In the initial years post-move, the Knights upgraded the place, knocking down walls and enlarging the master suite. They haven't done any major upgrades of late.

Today, their property tax approaches $6,000. This year's assessment, which is more than 6 percent higher than that of 2014, is just the latest hit that's forcing the fixed-income couple to think hard about whether they can afford to stay.

"Our property taxes are going up at a rate greater than our income," says Emily. "If you look at our house, there's been no major improvements in the past eight years. The tax bill has continued to go up purely because of property values."
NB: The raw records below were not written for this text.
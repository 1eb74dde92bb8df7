//! # deck2docx
//!
//! Turn a plain-text trading-card decklist into a printable DOCX sheet of
//! card images.
//!
//! Each card name is looked up on an art site (search, then the first
//! artwork result, then its full-size image), the image is downloaded, and
//! every copy is laid out in fixed-size rows. Cards that cannot be found or
//! downloaded are skipped and reported; the sheet is always saved with
//! whatever did resolve.
//!
//! ## Pipeline Overview
//!
//! ```text
//! deck.txt
//!  │
//!  ├─ 1. Parse     "3 Dragon Knight" → (3, "Dragon Knight"), headers dropped
//!  ├─ 2. Locate    search page → first artwork tile → ImageObject <img>
//!  ├─ 3. Download  image bytes → PNG
//!  ├─ 4. Layout    N copies into rows of `per_row`
//!  └─ 5. Save      DOCX with fixed margins
//! ```
//!
//! ## Quick Start
//!
//! ```rust,no_run
//! use deck2docx::{build_deck, BuildConfig};
//!
//! #[tokio::main]
//! async fn main() -> Result<(), Box<dyn std::error::Error>> {
//!     let config = BuildConfig::default();
//!     let output = build_deck("deck.txt", "deck_proxies.docx", &config).await?;
//!     for card in output.cards.iter().filter(|c| !c.is_placed()) {
//!         eprintln!("missing: {}", card.card_name);
//!     }
//!     Ok(())
//! }
//! ```
//!
//! ## Feature Flags
//!
//! | Feature | Default | Description |
//! |---------|---------|-------------|
//! | `cli`   | on      | Enables the `deck2docx` binary (clap + anyhow + tracing-subscriber + indicatif) |

// ── Modules ──────────────────────────────────────────────────────────────

pub mod build;
pub mod config;
pub mod error;
pub mod output;
pub mod pipeline;
pub mod progress;

// ── Re-exports ───────────────────────────────────────────────────────────

pub use build::{build_deck, build_deck_sync, build_deck_with, build_layout, list_entries};
pub use config::{BuildConfig, BuildConfigBuilder, PageMargins};
pub use error::{CardError, DeckError, FetchError, LookupStage};
pub use output::{BuildOutput, BuildStats, CardOutcome, CardStatus};
pub use pipeline::decklist::{parse_decklist, DeckEntry};
pub use pipeline::download::CardImage;
pub use pipeline::fetch::{Fetcher, HttpFetcher};
pub use pipeline::layout::{Layout, LayoutBuilder, Placement, Row};
pub use pipeline::locate::{ArtworkSelector, DeviantArtSelector, LocatedImage};
pub use progress::{BuildProgressCallback, NoopProgressCallback, ProgressCallback};
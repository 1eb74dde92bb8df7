//! Error types for the deck2docx library.
//!
//! Three error types reflect three distinct failure modes:
//!
//! * [`DeckError`] — **Fatal**: the build cannot proceed at all (decklist
//!   missing or unreadable, output path unwritable, bad configuration).
//!   Returned as `Err(DeckError)` from the top-level `build_*` functions.
//!
//! * [`CardError`] — **Non-fatal**: a single card could not be resolved or
//!   downloaded. The card is skipped and every other card is unaffected.
//!   Stored inside [`crate::output::CardOutcome`] so callers can report
//!   exactly which cards are missing from the sheet and why.
//!
//! * [`FetchError`] — a single HTTP request failed. Always wrapped in a
//!   [`CardError::Transport`] before it leaves the pipeline.
//!
//! Malformed decklist lines are not errors at all: the parser drops them.

use serde::{Deserialize, Serialize};
use std::path::PathBuf;
use thiserror::Error;

/// All fatal errors returned by the deck2docx library.
///
/// Card-level failures use [`CardError`] and are stored in
/// [`crate::output::CardOutcome`] rather than propagated here.
#[derive(Debug, Error)]
pub enum DeckError {
    // ── Input errors ──────────────────────────────────────────────────────
    /// Decklist file was not found at the given path.
    #[error("Decklist not found: '{path}'\nCheck the path exists and is readable.")]
    DecklistNotFound { path: PathBuf },

    /// Process does not have read permission on the decklist.
    #[error("Permission denied reading '{path}'\nTry: chmod +r {path:?}")]
    PermissionDenied { path: PathBuf },

    /// The decklist exists but could not be read as UTF-8 text.
    #[error("Failed to read decklist '{path}': {source}")]
    DecklistUnreadable {
        path: PathBuf,
        #[source]
        source: std::io::Error,
    },

    // ── Output errors ─────────────────────────────────────────────────────
    /// Could not create or write the output document.
    #[error("Failed to write output document '{path}': {reason}")]
    OutputWriteFailed { path: PathBuf, reason: String },

    // ── Config errors ─────────────────────────────────────────────────────
    /// Builder validation failed.
    #[error("Invalid configuration: {0}")]
    InvalidConfig(String),

    // ── Catch-all ─────────────────────────────────────────────────────────
    /// Unexpected internal error (runtime or HTTP client construction).
    #[error("Internal error: {0}")]
    Internal(String),
}

/// Which hop of the lookup a card failed at.
#[derive(Debug, Clone, Copy, PartialEq, Eq, Serialize, Deserialize)]
#[serde(rename_all = "snake_case")]
pub enum LookupStage {
    /// The search request / first artwork link.
    Search,
    /// The artwork page / full-size image element.
    ArtworkPage,
    /// The image download itself.
    Download,
}

impl std::fmt::Display for LookupStage {
    fn fmt(&self, f: &mut std::fmt::Formatter<'_>) -> std::fmt::Result {
        let s = match self {
            LookupStage::Search => "search",
            LookupStage::ArtworkPage => "artwork page",
            LookupStage::Download => "image download",
        };
        f.write_str(s)
    }
}

/// A single failed HTTP request.
#[derive(Debug, Clone, Error, PartialEq, Eq, Serialize, Deserialize)]
pub enum FetchError {
    /// The request exceeded its timeout.
    #[error("timed out after {secs}s fetching '{url}'")]
    Timeout { url: String, secs: u64 },

    /// The server answered with a non-success status.
    #[error("HTTP {status} from '{url}'")]
    Status { url: String, status: u16 },

    /// Connection, TLS, redirect or body-read failure.
    #[error("request to '{url}' failed: {reason}")]
    Transport { url: String, reason: String },
}

/// A non-fatal error for a single card.
///
/// The card contributes zero placements; the build continues.
#[derive(Debug, Clone, Error, PartialEq, Eq, Serialize, Deserialize)]
pub enum CardError {
    /// The lookup completed but the expected element was absent.
    #[error("No image found for '{card}' ({stage} had no match)")]
    NotFound { card: String, stage: LookupStage },

    /// A network call failed.
    #[error("Error fetching '{card}' during {stage}: {source}")]
    Transport {
        card: String,
        stage: LookupStage,
        #[source]
        source: FetchError,
    },

    /// The downloaded bytes are not an image the document can embed.
    #[error("Image for '{card}' could not be decoded: {detail}")]
    UndecodableImage { card: String, detail: String },
}

impl CardError {
    /// Name of the card this error belongs to.
    pub fn card(&self) -> &str {
        match self {
            CardError::NotFound { card, .. }
            | CardError::Transport { card, .. }
            | CardError::UndecodableImage { card, .. } => card,
        }
    }
}
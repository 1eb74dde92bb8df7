//! Image download: located URL → decoded, PNG-normalised [`CardImage`].
//!
//! Art sites serve JPEG, PNG, GIF and WebP interchangeably. The bytes are
//! decoded once here so an undecodable download is caught as a per-card
//! failure instead of corrupting the document, and re-encoded as PNG so the
//! document writer only ever embeds one format. The result is shared by every
//! copy of the card.

use crate::config::BuildConfig;
use crate::error::{CardError, LookupStage};
use crate::pipeline::fetch::Fetcher;
use image::DynamicImage;
use std::io::Cursor;
use std::sync::Arc;
use std::time::Duration;
use tracing::debug;

/// A downloaded card face ready to be placed.
///
/// Cloning is cheap: the PNG bytes are shared, so every placement of the same
/// card embeds an identical image.
#[derive(Debug, Clone, PartialEq, Eq)]
pub struct CardImage {
    pub png: Arc<[u8]>,
    pub width_px: u32,
    pub height_px: u32,
}

impl CardImage {
    /// Decode arbitrary image bytes and re-encode them as PNG.
    pub fn from_bytes(bytes: &[u8]) -> Result<Self, image::ImageError> {
        let img = image::load_from_memory(bytes)?;
        Self::from_image(&img)
    }

    /// Encode an already-decoded image.
    pub fn from_image(img: &DynamicImage) -> Result<Self, image::ImageError> {
        let mut buf = Vec::new();
        img.write_to(&mut Cursor::new(&mut buf), image::ImageFormat::Png)?;
        Ok(Self {
            png: Arc::from(buf),
            width_px: img.width(),
            height_px: img.height(),
        })
    }
}

/// Download the image at `url` for `card_name`.
///
/// Uses the longer image timeout from `config`.
///
/// # Errors
/// [`CardError::Transport`] on any request failure, or
/// [`CardError::UndecodableImage`] if the bytes are not a supported image.
pub async fn fetch_card_image<F: Fetcher>(
    fetcher: &F,
    config: &BuildConfig,
    card_name: &str,
    url: &str,
) -> Result<CardImage, CardError> {
    let timeout = Duration::from_secs(config.image_timeout_secs);
    let bytes = fetcher
        .fetch(url, timeout)
        .await
        .map_err(|source| CardError::Transport {
            card: card_name.to_string(),
            stage: LookupStage::Download,
            source,
        })?;

    let image = CardImage::from_bytes(&bytes).map_err(|e| CardError::UndecodableImage {
        card: card_name.to_string(),
        detail: e.to_string(),
    })?;
    debug!(
        "Image for '{}': {} bytes → {}×{} px",
        card_name,
        bytes.len(),
        image.width_px,
        image.height_px
    );
    Ok(image)
}
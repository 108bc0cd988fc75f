use std::collections::VecDeque;
use std::sync::atomic::{AtomicUsize, Ordering};
use std::sync::{Arc, Mutex};
use std::time::Duration;

use toolwarden::errors::{Result, WardenError};
use toolwarden::exec::{BoxFuture, OutputLine, ProcessBackend, ProcessHandle, SupervisedProcess};

/// Exit code a scripted process reports once stopped (128 + SIGTERM).
pub const STOPPED_EXIT_CODE: i32 = 143;

#[derive(Debug, Clone)]
enum Step {
    Line(OutputLine),
    Pause(Duration),
}

/// Deterministic behaviour of one fake process.
#[derive(Debug, Clone, Default)]
pub struct Script {
    steps: Vec<Step>,
    exit_code: i32,
    hang: bool,
    spawn_error: Option<String>,
}

impl Script {
    pub fn new() -> Self {
        Self::default()
    }

    pub fn stdout(mut self, line: &str) -> Self {
        self.steps.push(Step::Line(OutputLine::stdout(line)));
        self
    }

    pub fn stderr(mut self, line: &str) -> Self {
        self.steps.push(Step::Line(OutputLine::stderr(line)));
        self
    }

    /// Sleep before producing the next line (or exiting).
    pub fn pause(mut self, duration: Duration) -> Self {
        self.steps.push(Step::Pause(duration));
        self
    }

    pub fn exit(mut self, code: i32) -> Self {
        self.exit_code = code;
        self
    }

    /// After its output, never exit on its own.
    pub fn hang(mut self) -> Self {
        self.hang = true;
        self
    }

    /// Fail at `start` like a missing executable.
    pub fn fail_spawn(mut self, reason: &str) -> Self {
        self.spawn_error = Some(reason.to_string());
        self
    }
}

/// Fake `ProcessBackend` that:
/// - records every argv it was asked to start
/// - picks the first script whose pattern occurs in the joined argv
/// - falls back to a silent process exiting 0.
#[derive(Debug, Clone, Default)]
pub struct ScriptedBackend {
    rules: Arc<Mutex<Vec<(String, Script)>>>,
    started: Arc<Mutex<Vec<Vec<String>>>>,
    stops: Arc<AtomicUsize>,
}

impl ScriptedBackend {
    pub fn new() -> Self {
        Self::default()
    }

    pub fn on(self, pattern: &str, script: Script) -> Self {
        self.rules
            .lock()
            .unwrap()
            .push((pattern.to_string(), script));
        self
    }

    /// Argv of every started process, in start order.
    pub fn started(&self) -> Vec<Vec<String>> {
        self.started.lock().unwrap().clone()
    }

    pub fn started_count(&self) -> usize {
        self.started.lock().unwrap().len()
    }

    /// Number of `stop` calls across all processes.
    pub fn stop_count(&self) -> usize {
        self.stops.load(Ordering::SeqCst)
    }

    fn script_for(&self, command_line: &str) -> Script {
        self.rules
            .lock()
            .unwrap()
            .iter()
            .find(|(pattern, _)| command_line.contains(pattern.as_str()))
            .map(|(_, script)| script.clone())
            .unwrap_or_default()
    }
}

impl ProcessBackend for ScriptedBackend {
    fn start(&self, handle: &ProcessHandle) -> Result<Box<dyn SupervisedProcess>> {
        let script = self.script_for(&handle.display());
        if let Some(reason) = script.spawn_error {
            return Err(WardenError::spawn(handle.program(), reason));
        }

        self.started.lock().unwrap().push(handle.argv.clone());
        Ok(Box::new(ScriptedProcess {
            steps: script.steps.into(),
            exit_code: script.exit_code,
            hang: script.hang,
            stopped: None,
            stops: Arc::clone(&self.stops),
        }))
    }
}

struct ScriptedProcess {
    steps: VecDeque<Step>,
    exit_code: i32,
    hang: bool,
    stopped: Option<i32>,
    stops: Arc<AtomicUsize>,
}

impl SupervisedProcess for ScriptedProcess {
    fn pid(&self) -> Option<u32> {
        None
    }

    fn next_line(&mut self) -> BoxFuture<'_, Option<OutputLine>> {
        Box::pin(async move {
            while self.stopped.is_none() {
                match self.steps.pop_front() {
                    Some(Step::Pause(duration)) => tokio::time::sleep(duration).await,
                    Some(Step::Line(line)) => return Some(line),
                    None if self.hang => std::future::pending::<()>().await,
                    None => return None,
                }
            }
            None
        })
    }

    fn wait(&mut self) -> BoxFuture<'_, Result<i32>> {
        Box::pin(async move {
            if let Some(code) = self.stopped {
                return Ok(code);
            }
            if self.hang {
                std::future::pending::<()>().await;
            }
            Ok(self.exit_code)
        })
    }

    fn stop(&mut self, _escalate_after: Duration) -> BoxFuture<'_, Option<i32>> {
        Box::pin(async move {
            self.stops.fetch_add(1, Ordering::SeqCst);
            Some(*self.stopped.get_or_insert(STOPPED_EXIT_CODE))
        })
    }
}
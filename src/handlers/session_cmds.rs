// src/handlers/session_cmds.rs

//! Commands that only inspect or steer the session itself.

use crate::errors::Result;
use crate::router::{Command, HandlerContext};
use crate::types::INTERACTIVE_SLOT;

pub fn help(ctx: &mut HandlerContext<'_>, _cmd: &Command) -> Result<()> {
    let lines: Vec<String> = ctx
        .table
        .iter()
        .map(|spec| format!("  {:<28} {}", spec.usage, spec.help))
        .collect();

    ctx.say("Available commands:");
    for line in lines {
        ctx.say(line);
    }
    Ok(())
}

pub fn version(ctx: &mut HandlerContext<'_>, _cmd: &Command) -> Result<()> {
    ctx.say(format!(
        "{} {}",
        env!("CARGO_PKG_NAME"),
        env!("CARGO_PKG_VERSION")
    ));
    Ok(())
}

pub fn status(ctx: &mut HandlerContext<'_>, _cmd: &Command) -> Result<()> {
    let lines: Vec<String> = ctx
        .session
        .entries()
        .map(|(slot, entry)| {
            format!("{slot}: {} ({})", entry.label, entry.target.state_name())
        })
        .collect();

    if lines.is_empty() {
        ctx.say("No active operation.");
    }
    for line in lines {
        ctx.say(line);
    }
    Ok(())
}

/// Cancel whatever occupies the interactive slot.
pub fn stop(ctx: &mut HandlerContext<'_>, _cmd: &Command) -> Result<()> {
    let Some(entry) = ctx.session.active(INTERACTIVE_SLOT).cloned() else {
        ctx.say("No active operation to stop.");
        return Ok(());
    };

    if entry.target.request_cancel() {
        ctx.say(format!("Stopping {}...", entry.label));
    } else {
        ctx.say(format!("{} is already stopping.", entry.label));
    }
    Ok(())
}
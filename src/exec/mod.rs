// src/exec/mod.rs

//! Process execution layer.
//!
//! This module is responsible for actually running external tools, using
//! `tokio::process::Command`, and nothing else: no state machine, no
//! transcript.
//!
//! - [`handle`] holds the plain data types (`ProcessHandle`,
//!   `ProcessResult`, `OutputLine`).
//! - [`backend`] provides the `ProcessBackend` / `SupervisedProcess` traits
//!   and the production `RealProcessBackend`.
//! - [`supervisor`] owns one real child: streaming, terminate/kill.
//! - [`elevation`] is the single privilege-escalation entry point.
//! - [`context`] bundles the collaborators a running Operation needs.

pub mod backend;
pub mod context;
pub mod elevation;
pub mod handle;
pub mod supervisor;

pub use backend::{BoxFuture, ProcessBackend, RealProcessBackend, SupervisedProcess};
pub use context::ExecContext;
pub use elevation::{ElevationGate, ElevationGrant};
pub use handle::{OutputLine, ProcessHandle, ProcessResult};
pub use supervisor::ProcessSupervisor;
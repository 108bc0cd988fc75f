pub mod builders;
pub mod scripted_backend;

use std::sync::Once;
use tracing_subscriber::{fmt, EnvFilter};

pub use scripted_backend::{STOPPED_EXIT_CODE, Script, ScriptedBackend};

static INIT: Once = Once::new();

/// Initialise tracing for tests.
///
/// - Uses `with_test_writer()`, so logs are captured per-test.
/// - The Rust test harness only prints captured output for **failing** tests
///   (unless you run with `-- --nocapture`).
///
/// Enable levels with e.g.:
/// `TOOLWARDEN_LOG=debug cargo test`
pub fn init_tracing() {
    INIT.call_once(|| {
        let filter = EnvFilter::try_from_env("TOOLWARDEN_LOG")
            .unwrap_or_else(|_| EnvFilter::new("info"));

        fmt()
            .with_env_filter(filter)
            .with_test_writer() // print only for failing tests unless --nocapture
            .with_target(true)
            .init();
    });
}

/// Run a future with a 5-second timeout.
#[allow(dead_code)]
pub async fn with_timeout<F, T>(f: F) -> T
where
    F: std::future::Future<Output = T>,
{
    tokio::time::timeout(std::time::Duration::from_secs(5), f)
        .await
        .expect("Test timed out after 5 seconds")
}
// tests/operation_lifecycle.rs

use std::error::Error;
use std::time::Duration;

use toolwarden::bridge::{BridgeReceiver, Event, EventKind};
use toolwarden::exec::ProcessHandle;
use toolwarden::fs::mock::MockFileSystem;
use toolwarden::operation::{FailureReason, Operation, OperationSpec, OperationState};
use toolwarden_test_utils::builders::{bridged_context, detached_context};
use toolwarden_test_utils::{STOPPED_EXIT_CODE, Script, ScriptedBackend, init_tracing, with_timeout};

type TestResult = Result<(), Box<dyn Error>>;

fn drain(rx: &mut BridgeReceiver) -> Vec<Event> {
    let mut events = Vec::new();
    while let Some(event) = rx.try_recv() {
        events.push(event);
    }
    events
}

#[tokio::test]
async fn natural_exit_completes_and_streams_in_order() -> TestResult {
    init_tracing();

    let backend = ScriptedBackend::new().on(
        "smartctl",
        Script::new()
            .stdout("SMART overall-health self-assessment test result: PASSED")
            .stderr("warning: sector size 4096")
            .stdout("done"),
    );
    let fs = MockFileSystem::new();
    let (ctx, mut rx) = bridged_context(backend.clone(), &fs, Duration::from_millis(100));

    let op = Operation::new(OperationSpec::single(
        "Health test",
        ProcessHandle::new("smartctl").args(["-H", "/dev/sdb"]),
    ));
    op.start(&ctx);

    assert_eq!(with_timeout(op.wait()).await, OperationState::Completed);

    let events = drain(&mut rx);
    let kinds: Vec<EventKind> = events.iter().map(|e| e.kind.clone()).collect();
    assert_eq!(
        kinds,
        vec![
            EventKind::StateChanged(OperationState::Running),
            EventKind::Stdout("SMART overall-health self-assessment test result: PASSED".into()),
            EventKind::Stderr("warning: sector size 4096".into()),
            EventKind::Stdout("done".into()),
            EventKind::Completed("exit code 0".into()),
        ]
    );
    assert!(events.windows(2).all(|w| w[0].seq < w[1].seq));
    assert!(events.iter().all(|e| e.op == op.id()));

    let result = op.result().ok_or("missing result")?;
    assert_eq!(result.exit_code, 0);
    assert_eq!(result.stdout.len(), 2);
    assert_eq!(result.stderr, vec!["warning: sector size 4096"]);
    assert!(!result.timed_out);
    assert!(op.elapsed().is_some());
    Ok(())
}

#[tokio::test]
async fn nonzero_exit_fails_with_code() -> TestResult {
    init_tracing();

    let backend = ScriptedBackend::new().on("badblocks", Script::new().stderr("bad block").exit(1));
    let fs = MockFileSystem::new();
    let (ctx, mut rx) = bridged_context(backend, &fs, Duration::from_millis(100));

    let op = Operation::new(OperationSpec::single("Verification", ProcessHandle::new("badblocks")));
    op.start(&ctx);

    assert_eq!(
        with_timeout(op.wait()).await,
        OperationState::Failed(FailureReason::NonZeroExit(1))
    );
    let last = drain(&mut rx).pop().ok_or("no events")?;
    assert_eq!(last.kind, EventKind::Failed(FailureReason::NonZeroExit(1)));
    Ok(())
}

#[tokio::test]
async fn spawn_error_is_reported_not_retried() -> TestResult {
    init_tracing();

    let backend = ScriptedBackend::new().on("missing-tool", Script::new().fail_spawn("not found in PATH"));
    let fs = MockFileSystem::new();
    let (ctx, mut rx) = bridged_context(backend.clone(), &fs, Duration::from_millis(100));

    let op = Operation::new(OperationSpec::single("Lookup", ProcessHandle::new("missing-tool")));
    op.start(&ctx);

    let state = with_timeout(op.wait()).await;
    assert!(matches!(state, OperationState::Failed(FailureReason::Spawn(ref msg)) if msg.contains("not found in PATH")));
    assert_eq!(backend.started_count(), 0);
    assert!(op.result().is_none());

    let terminal = drain(&mut rx).pop().ok_or("no events")?;
    assert!(matches!(terminal.kind, EventKind::Failed(FailureReason::Spawn(_))));
    Ok(())
}

#[tokio::test]
async fn watchdog_times_out_and_stops_the_process() -> TestResult {
    init_tracing();

    let backend = ScriptedBackend::new().on("badblocks", Script::new().stdout("Checking blocks").hang());
    let fs = MockFileSystem::new();
    fs.add_file("/tmp/scan.txt", "");
    let ctx = detached_context(backend.clone(), &fs);

    let op = Operation::new(
        OperationSpec::single(
            "Verification",
            ProcessHandle::new("badblocks").timeout(Duration::from_millis(100)),
        )
        .with_scratch("/tmp/scan.txt"),
    );
    op.start(&ctx);

    assert_eq!(
        with_timeout(op.wait()).await,
        OperationState::Failed(FailureReason::Timeout)
    );
    let result = op.result().ok_or("missing result")?;
    assert!(result.timed_out);
    assert_eq!(result.exit_code, STOPPED_EXIT_CODE);
    assert_eq!(result.stdout, vec!["Checking blocks"]);
    assert_eq!(backend.stop_count(), 1);
    assert_eq!(fs.removed(), vec![std::path::PathBuf::from("/tmp/scan.txt")]);
    Ok(())
}

#[tokio::test]
async fn operation_budget_caps_every_step() -> TestResult {
    init_tracing();

    let backend = ScriptedBackend::new()
        .on("first", Script::new().pause(Duration::from_millis(50)))
        .on("second", Script::new().hang());
    let fs = MockFileSystem::new();
    let ctx = detached_context(backend.clone(), &fs);

    let op = Operation::new(
        OperationSpec::new("Chained")
            .step(ProcessHandle::new("first"))
            .step(ProcessHandle::new("second").timeout(Duration::from_secs(60)))
            .with_timeout(Duration::from_millis(200)),
    );
    op.start(&ctx);

    assert_eq!(
        with_timeout(op.wait()).await,
        OperationState::Failed(FailureReason::Timeout)
    );
    let results = op.step_results();
    assert_eq!(results.len(), 2);
    assert!(results[0].success());
    assert!(results[1].timed_out);
    Ok(())
}

#[tokio::test]
async fn repeated_cancel_has_the_effect_of_one() -> TestResult {
    init_tracing();

    let backend = ScriptedBackend::new().on("badblocks", Script::new().hang());
    let fs = MockFileSystem::new();
    let (ctx, mut rx) = bridged_context(backend.clone(), &fs, Duration::from_millis(100));

    let op = Operation::new(OperationSpec::single("Verification", ProcessHandle::new("badblocks")));
    op.start(&ctx);
    tokio::time::sleep(Duration::from_millis(20)).await;

    assert!(op.request_cancel());
    assert!(!op.request_cancel());
    assert!(op.is_cancel_requested());

    assert_eq!(with_timeout(op.wait()).await, OperationState::Cancelled);
    assert!(!op.request_cancel());
    assert_eq!(op.state(), OperationState::Cancelled);
    assert_eq!(backend.stop_count(), 1);

    let kinds: Vec<EventKind> = drain(&mut rx).into_iter().map(|e| e.kind).collect();
    let stopping = kinds
        .iter()
        .filter(|k| **k == EventKind::StateChanged(OperationState::Stopping))
        .count();
    assert_eq!(stopping, 1);
    assert_eq!(kinds.last(), Some(&EventKind::Failed(FailureReason::Cancelled)));
    assert_eq!(kinds.iter().filter(|k| k.is_terminal()).count(), 1);
    Ok(())
}

#[tokio::test]
async fn cancel_before_start_never_spawns() -> TestResult {
    init_tracing();

    let backend = ScriptedBackend::new();
    let fs = MockFileSystem::new();
    let ctx = detached_context(backend.clone(), &fs);

    let op = Operation::new(OperationSpec::single("Mount", ProcessHandle::new("mount")));
    assert!(op.request_cancel());
    assert_eq!(op.state(), OperationState::Idle);

    op.start(&ctx);
    assert_eq!(with_timeout(op.wait()).await, OperationState::Cancelled);
    assert_eq!(backend.started_count(), 0);
    Ok(())
}

#[tokio::test]
async fn starting_twice_is_rejected() -> TestResult {
    init_tracing();

    let backend = ScriptedBackend::new();
    let fs = MockFileSystem::new();
    let ctx = detached_context(backend.clone(), &fs);

    let op = Operation::new(OperationSpec::single("Noop", ProcessHandle::new("true")));
    let handle = op.start(&ctx).ok_or("first start rejected")?;
    assert!(op.start(&ctx).is_none());

    handle.await?;
    assert_eq!(op.state(), OperationState::Completed);
    assert_eq!(backend.started_count(), 1);
    Ok(())
}

#[tokio::test]
async fn elevated_operations_share_one_grant_at_a_time() -> TestResult {
    init_tracing();

    let backend = ScriptedBackend::new()
        .on("badblocks", Script::new().hang())
        .on("smartctl", Script::new().stdout("PASSED"));
    let fs = MockFileSystem::new();
    let ctx = detached_context(backend.clone(), &fs);

    let first = Operation::new(OperationSpec::single(
        "Verification",
        ProcessHandle::new("badblocks").elevated(),
    ));
    let second = Operation::new(OperationSpec::single(
        "Health test",
        ProcessHandle::new("smartctl").elevated(),
    ));

    first.start(&ctx);
    tokio::time::sleep(Duration::from_millis(20)).await;
    second.start(&ctx);
    tokio::time::sleep(Duration::from_millis(50)).await;

    // The second prompt is queued behind the first grant.
    assert_eq!(backend.started_count(), 1);
    assert_eq!(second.state(), OperationState::Running);

    first.request_cancel();
    assert_eq!(with_timeout(first.wait()).await, OperationState::Cancelled);
    assert_eq!(with_timeout(second.wait()).await, OperationState::Completed);

    let started = backend.started();
    assert_eq!(started[0], vec!["pkexec", "badblocks"]);
    assert_eq!(started[1], vec!["pkexec", "smartctl"]);
    Ok(())
}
The assessed value of Knight's home now stands at nearly $400,000.

When the couple bought the property in 2004, the land's market value was half of what it is today.

"Moving out of Minneapolis has become a very realistic possibility for us," Emily says. "We think 'What if?' in two, in five years. If we moved out, we'd likely have more space and cheaper taxes, but we love living in the city and we want to stay. It would be a trade-off. At this point we don't know if staying will be an option."

The math behind their quandary seems simple enough. Rising values mean higher taxes. A look inside the numbers, however, doesn't yield straightforward answers.

According to the Hennepin County Resident & Real Estate Services office, the median value for residential property in Minneapolis currently stands at $181,000. That's actually a $3,500 drop from about the time the Knights purchased their Fulton home.

Property taxes actually work backward, county administrative manager Ken Rowe explains. It starts with the amount of cash levy that city lawmakers say is needed to run the city. This "levy" is spread out among the various revenue streams, which includes commercial and residential property taxes.

Rowe says residential property taxes have carried the weight in recent years as the city's housing market has emerged as one of the country's most robust. This bullish seller's atmosphere, especially in the neighborhoods stretching from Lake Nokomis and wrapping around all the way north of the I-394 corridor, has resulted in homeowners getting whacked by steadily rising property taxes.

Whatever the explanation, it means little to the Knights, who are left with a stubborn conundrum.

"We would like to live in a townhouse in the city," says Emily. "Not the really fancy ones like you see going up, but one somewhere in the $250,000 to $400,000 range. The problem again is affordability. You can't find them. But that's a whole different discussion."